Sutherland, who has been married and divorced twice but is currently single, has a daughter and three stepchildren. His own father, Donald, divorced his mother, the actress Shirley Douglas, when Kiefer was four years old and left the boy to be raised in Toronto by Douglas. I spoke last year to Sutherland Sr and he said that he was full of regret about the lack of time he spent with Kiefer.
When I mention it to Sutherland he melts. “I feel bad for him for saying something like that,” he says, with a pained expression. “Because he did great. And I didn’t know any better. And I was so proud of him!” In fact, he says, suddenly recalling today’s lunch break, “I’ve just been walking around the city, and I remember him bringing me here. I remember feeding the pigeons in Trafalgar Square with him. All that stuff with him. I love him very much. But I think it’s always harder on the father.”

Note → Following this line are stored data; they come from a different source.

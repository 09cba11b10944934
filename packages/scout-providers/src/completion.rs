use std::time::Duration;

use reqwest::Client;
use serde_json::Value;

use crate::{Error, Result};

/// Sends one chat completion request. Retrying is left to the caller.
pub async fn complete(cfg: &scout_config::LlmProviderConfig, messages: &[Value]) -> Result<String> {
	let client = Client::builder().timeout(Duration::from_millis(cfg.timeout_ms)).build()?;
	let url = format!("{}{}", cfg.api_base, cfg.path);
	let body = serde_json::json!({
		"model": cfg.model,
		"temperature": cfg.temperature,
		"messages": messages,
	});
	let res = client
		.post(&url)
		.headers(crate::auth_headers(&cfg.api_key, &cfg.default_headers)?)
		.json(&body)
		.send()
		.await?;
	let json: Value = res.error_for_status()?.json().await?;

	parse_completion_content(&json)
}

fn parse_completion_content(json: &Value) -> Result<String> {
	json.get("choices")
		.and_then(|v| v.as_array())
		.and_then(|arr| arr.first())
		.and_then(|choice| choice.get("message"))
		.and_then(|msg| msg.get("content"))
		.and_then(|c| c.as_str())
		.map(|content| content.trim().to_string())
		.ok_or_else(|| Error::InvalidResponse {
			message: "Completion response is missing message content.".to_string(),
		})
}

#[cfg(test)]
mod tests {
	use super::*;

	#[test]
	fn returns_trimmed_choice_content() {
		let json = serde_json::json!({
			"choices": [
				{ "message": { "role": "assistant", "content": "\n```json\n{}\n```  " } }
			]
		});

		assert_eq!(parse_completion_content(&json).expect("parse failed"), "```json\n{}\n```");
	}

	#[test]
	fn missing_content_is_an_error() {
		let json = serde_json::json!({ "choices": [] });

		assert!(matches!(parse_completion_content(&json), Err(Error::InvalidResponse { .. })));
	}
}
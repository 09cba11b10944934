use axum::{
	Json, Router,
	extract::State,
	http::StatusCode,
	response::{IntoResponse, Response},
	routing::{get, post},
};
use serde::{Deserialize, Serialize};

use scout_domain::{answer, query_gate};
use scout_service::Error;

use crate::state::AppState;

#[derive(Debug, Deserialize)]
pub struct SearchRequest {
	pub query: String,
}

#[derive(Debug, Serialize)]
pub struct SearchResponse {
	pub answer: String,
	pub truncated: bool,
}

#[derive(Debug, Serialize)]
pub struct StatsResponse {
	pub profiles: u64,
	pub embedding_model: String,
	pub completion_model: String,
}

pub fn router(state: AppState) -> Router {
	Router::new()
		.route("/health", get(health))
		.route("/v1/search", post(search))
		.route("/v1/stats", get(stats))
		.with_state(state)
}

async fn health() -> StatusCode {
	StatusCode::OK
}

async fn search(
	State(state): State<AppState>,
	Json(payload): Json<SearchRequest>,
) -> Result<Json<SearchResponse>, ApiError> {
	let gate = &state.service.cfg.service.query_gate;

	if let Err(rejection) =
		query_gate::check_query(&payload.query, gate.min_query_chars as usize, &gate.blocked_words)
	{
		tracing::info!(code = rejection.code(), "Query rejected at the gate.");

		return Err(json_error(StatusCode::BAD_REQUEST, rejection.code(), rejection.message()));
	}

	let full = state.service.process_query(payload.query.trim()).await?;
	let (answer, truncated) = answer::truncate_answer(&full, gate.max_answer_chars as usize);

	Ok(Json(SearchResponse { answer, truncated }))
}

async fn stats(State(state): State<AppState>) -> Result<Json<StatsResponse>, ApiError> {
	let profiles = state.service.profile_count().await?;
	let providers = &state.service.cfg.providers;

	Ok(Json(StatsResponse {
		profiles,
		embedding_model: providers.embedding.model.clone(),
		completion_model: providers.llm.model.clone(),
	}))
}

#[derive(Debug, Serialize)]
struct ErrorBody {
	error_code: String,
	message: String,
}

#[derive(Debug)]
pub struct ApiError {
	status: StatusCode,
	error_code: String,
	message: String,
}
impl ApiError {
	fn new(status: StatusCode, error_code: impl Into<String>, message: impl Into<String>) -> Self {
		Self { status, error_code: error_code.into(), message: message.into() }
	}
}
impl From<Error> for ApiError {
	fn from(err: Error) -> Self {
		tracing::error!(error = %err, "Request failed.");

		match err {
			Error::CompletionExhausted { .. } => json_error(
				StatusCode::BAD_GATEWAY,
				"COMPLETION_UNAVAILABLE",
				"The language model is unavailable. Try again later.",
			),
			Error::Storage { .. } => json_error(
				StatusCode::SERVICE_UNAVAILABLE,
				"STORAGE_UNAVAILABLE",
				"The résumé store is unavailable. Try again later.",
			),
		}
	}
}
impl IntoResponse for ApiError {
	fn into_response(self) -> Response {
		let body = ErrorBody { error_code: self.error_code, message: self.message };

		(self.status, Json(body)).into_response()
	}
}

pub fn json_error(status: StatusCode, code: &str, message: impl Into<String>) -> ApiError {
	ApiError::new(status, code, message)
}
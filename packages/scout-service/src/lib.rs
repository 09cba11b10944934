pub mod completion;
pub mod planner;
pub mod retrieval;
pub mod selection;

mod error;

pub use error::{Error, Result};
pub use retrieval::Retrieval;
pub use selection::Selection;

use std::sync::Arc;

use tracing::Instrument;
use uuid::Uuid;

use scout_config::Config;
use scout_domain::{answer, filter};
use scout_providers::{CompletionProvider, EmbeddingProvider, HttpProviders};
use scout_storage::VectorStore;

#[derive(Clone)]
pub struct Providers {
	pub embedding: Arc<dyn EmbeddingProvider>,
	pub completion: Arc<dyn CompletionProvider>,
}
impl Providers {
	pub fn new(
		embedding: Arc<dyn EmbeddingProvider>,
		completion: Arc<dyn CompletionProvider>,
	) -> Self {
		Self { embedding, completion }
	}
}
impl Default for Providers {
	fn default() -> Self {
		let provider = Arc::new(HttpProviders);

		Self { embedding: provider.clone(), completion: provider }
	}
}

pub struct ScoutService {
	pub cfg: Config,
	pub store: Arc<dyn VectorStore>,
	pub providers: Providers,
}
impl ScoutService {
	pub fn new(cfg: Config, store: Arc<dyn VectorStore>) -> Self {
		Self { cfg, store, providers: Providers::default() }
	}

	pub fn with_providers(cfg: Config, store: Arc<dyn VectorStore>, providers: Providers) -> Self {
		Self { cfg, store, providers }
	}

	/// Answers a hiring query end to end.
	///
	/// Only an exhausted completion service is an error. Retrieval problems degrade into fewer
	/// candidates or the no-match answer.
	pub async fn process_query(&self, user_query: &str) -> Result<String> {
		let trace_id = Uuid::new_v4();

		self.run_pipeline(user_query).instrument(tracing::info_span!("query", %trace_id)).await
	}

	pub async fn profile_count(&self) -> Result<u64> {
		Ok(self.store.count().await?)
	}

	async fn run_pipeline(&self, user_query: &str) -> Result<String> {
		let parsed = self.plan(user_query).await?;
		let intent = parsed.intent;
		let (store_filter, soft_skills) = filter::build_filters(&intent);

		tracing::info!(
			store_filter = %store_filter.to_value(),
			soft_skills = ?soft_skills.terms(),
			"Filters built."
		);

		let retrieval = self
			.retrieve(
				&intent.search_queries,
				&store_filter,
				&soft_skills,
				self.cfg.search.max_results as usize,
			)
			.await;

		if retrieval.candidates.is_empty() {
			tracing::info!("No candidates retrieved.");

			return Ok(answer::no_matches(user_query));
		}

		let selection =
			self.select(user_query, &intent.analysis_instructions, &retrieval.candidates).await?;

		tracing::info!(
			candidates = retrieval.candidates.len(),
			selected = ?selection.selected,
			"Query answered."
		);

		Ok(answer::compose(
			user_query,
			&selection.analysis,
			&retrieval.candidates,
			&selection.selected,
		))
	}
}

He talks some more about his Toronto childhood, how he bounced unhappily from school to school until finally he found acting at 13, at the Young People’s Theatre in Toronto, “And it was the first thing that anybody had ever told me that I did well.”
By 18 he was in Canadian movies (The Bay Boy); by 19 he was making an impression in Stand By Me. He moved to LA, shared an apartment with Robert Downey Jr, Sarah Jessica Parker and Billy Zane, scored some iconic roles in The Lost Boys, Young Guns and Flatliners, and was briefly engaged to Julia Roberts before hitting a mid-Nineties career slump with a succession of dial-a-psycho screen roles in B-grade product (Freeway, A Soldier’s Sweetheart). “I found those roles easy to do, but they weren’t very good,” he says. “And I realised that if I did another film like that I might not ever work again.”

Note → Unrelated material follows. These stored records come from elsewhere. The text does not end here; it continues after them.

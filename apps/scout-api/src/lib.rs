pub mod routes;
pub mod state;

use std::{net::SocketAddr, path::PathBuf};

use clap::Parser;
use tokio::net::TcpListener;
use tracing_subscriber::EnvFilter;

use crate::state::AppState;

#[derive(Debug, Parser)]
#[command(
	version = scout_cli::VERSION,
	rename_all = "kebab",
	styles = scout_cli::styles(),
)]
pub struct Args {
	#[arg(long, short = 'c', value_name = "FILE")]
	pub config: PathBuf,
}

pub async fn run(args: Args) -> color_eyre::Result<()> {
	let config = scout_config::load(&args.config)?;

	init_tracing(&config)?;

	let http_addr: SocketAddr = config.service.http_bind.parse()?;
	let state = AppState::new(config)?;
	let app = routes::router(state);
	let http_listener = TcpListener::bind(http_addr).await?;

	tracing::info!(%http_addr, version = scout_cli::VERSION, "HTTP server listening.");

	axum::serve(http_listener, app).await?;

	Ok(())
}

fn init_tracing(config: &scout_config::Config) -> color_eyre::Result<()> {
	let filter =
		EnvFilter::try_new(&config.service.log_level).unwrap_or_else(|_| EnvFilter::new("info"));

	tracing_subscriber::fmt().with_env_filter(filter).init();

	Ok(())
}
#[derive(Debug, Clone, Copy, PartialEq, Eq)]
pub enum QueryRejection {
	TooShort { min_chars: usize },
	NumericOnly,
	Blocked,
}
impl QueryRejection {
	pub fn code(self) -> &'static str {
		match self {
			Self::TooShort { .. } => "QUERY_TOO_SHORT",
			Self::NumericOnly => "QUERY_NUMERIC_ONLY",
			Self::Blocked => "QUERY_BLOCKED",
		}
	}

	pub fn message(self) -> String {
		match self {
			Self::TooShort { min_chars } => format!(
				"Query is too short; describe the skills, location, or experience you need in at least {min_chars} characters."
			),
			Self::NumericOnly =>
				"Query must describe a candidate, not just a number.".to_string(),
			Self::Blocked => "Query contains disallowed language.".to_string(),
		}
	}
}

/// Decides whether a raw query is worth sending through the pipeline.
///
/// `blocked_words` are expected lowercase.
pub fn check_query(
	query: &str,
	min_chars: usize,
	blocked_words: &[String],
) -> Result<(), QueryRejection> {
	let trimmed = query.trim();

	if trimmed.chars().count() < min_chars || trimmed.is_empty() {
		return Err(QueryRejection::TooShort { min_chars });
	}
	if trimmed.chars().all(|ch| ch.is_ascii_digit()) {
		return Err(QueryRejection::NumericOnly);
	}

	let lowered = trimmed.to_lowercase();

	if blocked_words.iter().any(|word| !word.is_empty() && lowered.contains(word.as_str())) {
		return Err(QueryRejection::Blocked);
	}

	Ok(())
}

#[cfg(test)]
mod tests {
	use super::*;

	#[test]
	fn rejects_short_numeric_and_blocked_queries() {
		let blocked = vec!["spam".to_string()];

		assert_eq!(check_query(" ab ", 3, &blocked), Err(QueryRejection::TooShort { min_chars: 3 }));
		assert_eq!(check_query("", 0, &blocked), Err(QueryRejection::TooShort { min_chars: 0 }));
		assert_eq!(check_query("12345", 3, &blocked), Err(QueryRejection::NumericOnly));
		assert_eq!(check_query("SPAM bots", 3, &blocked), Err(QueryRejection::Blocked));
		assert_eq!(check_query("Go developers", 3, &blocked), Ok(()));
	}
}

Thus, after a brief bout of rodeo riding and calf castration, Sutherland was rescued, in 2000, by TV’s 24 and a subsequent decade as Jack Bauer. Even then, he threatened to upend his success with highly publicised booze-fuelled blow-outs, including bar fights, a jail stint for drink-driving and other alcohol-related humiliations (an infamous paparazzo-shot from 2005 features Sutherland slumped in a bar with his trousers round his ankles).
Typically, this is the part of the interview where the subject becomes agitated and an LA publicist suddenly appears and halts proceedings. But Sutherland is wonderfully frank and unapologetic. “For me, that’s how I choose to spend my time off,” he says. “And the fact is that you’re working 15 hours a day, with a huge amount of responsibility attached, based on the unbelievable amounts of money being invested, and you carry that as a burden. So, you get a couple of moments off and, Whooooofffffff!
“Some people put on a tracksuit and run a marathon. That’s not what I do. I go out with six or seven friends, and generally it starts with good intentions. ‘We’ll be home by 11.’ And then someone tells a funny story, and someone tells another, and suddenly it’s 2am and we’re trying to figure out how to get a plane to Vegas! [But] I’ve never missed a day’s work in my life. And I’ve never been late for a day’s work in my life.”
I ask him if he’ll ever get married again. He laughs, and says, “What’s the definition of insanity? Keep trying the same thing over and over and expecting a different result.” And he has less than stellar news for fans of 24 who were expecting a movie adaptation to start shooting next month.
“There are so many moving pieces,” he sighs. “I wish we’d shot it three years ago. We have a good script, and amazing film-makers looking at it. But we’re trying to work out schedules.” In the meantime, he says that hopefully there will be series two of Touch to prepare. And if not, well, he’s hardly going to sit still. “I feel much better about myself when I have something to focus on, and it doesn’t have to be acting,” he says. “These days I’ve found that structure is pretty good for me.” And then he bursts out laughing.